DETROIT – Van Dyke Public Schools had to cancel school today. The students thrilled. The parents, on edge the district realizing it's already cash strapped existence is going to get more so.

It was quite the surprise early this morning when school bus drivers went to start their 20 buses to ferry many of the district's 3,100 students to school when they turned the key and nothing happened. Turns out, 15 of the buses in the district's fenced in bus yard were without their batteries. Overnight someone meticulously, taking considerable time, used bolt cutters to snip through the district's chain link fence. They opened up the battery boxes and using wrenches and ratchets unscrewed the connections and loaded 45 batteries, weighing close to 50 pounds a piece, into a fairly sizable vehicle and hauled them all away.
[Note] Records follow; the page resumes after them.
//! Demo run configuration.
//!
//! Defaults reproduce the documented demo constants. A JSON file can
//! override any subset of fields, and CLI flags override the file.

use anyhow::{Context, Result};
use serde::{Deserialize, Serialize};
use std::fs;
use std::path::{Path, PathBuf};
use std::time::Duration;

#[derive(Debug, Clone, PartialEq, Serialize, Deserialize)]
#[serde(default)]
pub struct DemoConfig {
    /// Iterations of the square-root accumulation loop in the CPU-bound task.
    pub cpu_iterations: u64,
    /// Simulated I/O latency for the delay-bound task, in milliseconds.
    pub io_delay_ms: u64,
    /// Upper bound (exclusive) of the bounded parallel iteration.
    pub parallel_for_iterations: usize,
    /// Number of inputs fed to the parallel map (1..=n).
    pub parallel_map_items: usize,
    /// Simulated per-item work in the parallel map, in milliseconds.
    pub per_item_delay_ms: u64,
}

impl Default for DemoConfig {
    fn default() -> Self {
        Self {
            cpu_iterations: 10_000_000,
            io_delay_ms: 1000,
            parallel_for_iterations: 5,
            parallel_map_items: 5,
            per_item_delay_ms: 1000,
        }
    }
}

impl DemoConfig {
    pub fn io_delay(&self) -> Duration {
        Duration::from_millis(self.io_delay_ms)
    }

    pub fn per_item_delay(&self) -> Duration {
        Duration::from_millis(self.per_item_delay_ms)
    }
}

/// Locate a config file when none was given explicitly: `./demo.json` if
/// it exists, otherwise none (defaults apply).
pub fn resolve_config_path() -> Option<PathBuf> {
    let candidate = PathBuf::from("demo.json");
    if candidate.exists() {
        return Some(candidate);
    }
    None
}

/// Load the demo configuration.
///
/// An explicit path wins; otherwise `./demo.json` is used if present;
/// otherwise the documented defaults. Zero iteration counts are legal and
/// produce degenerate (but valid) runs.
pub fn load_config(explicit: Option<&Path>) -> Result<DemoConfig> {
    let path = match explicit {
        Some(p) => Some(p.to_path_buf()),
        None => resolve_config_path(),
    };

    match path {
        Some(path) => {
            let raw = fs::read_to_string(&path)
                .with_context(|| format!("reading demo config {}", path.display()))?;
            let config: DemoConfig = serde_json::from_str(&raw)
                .with_context(|| format!("parsing demo config {}", path.display()))?;
            Ok(config)
        }
        None => Ok(DemoConfig::default()),
    }
}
The value of the batteries is roughly $4,000. Yet, it's likely the thieves will take the batteries to recycling companies and receive about $15 bucks a piece. No one saw a thing even though the lot is lit.

The district had to cancel classes, which certainly made the children happy, but the parents obviously weren't. There are always the frustrating machinations of day care when there's an unexpected day off. Since parents know how the insurance game works, they're not happy about the possibility of any request for them to pony up more tax dollars to fund the increased insurance rates they'll likely face after the district's insurance company pays this claim.

It took district mechanics much of the day to buy replacement batteries and install them to get the fleet ready for school on Monday.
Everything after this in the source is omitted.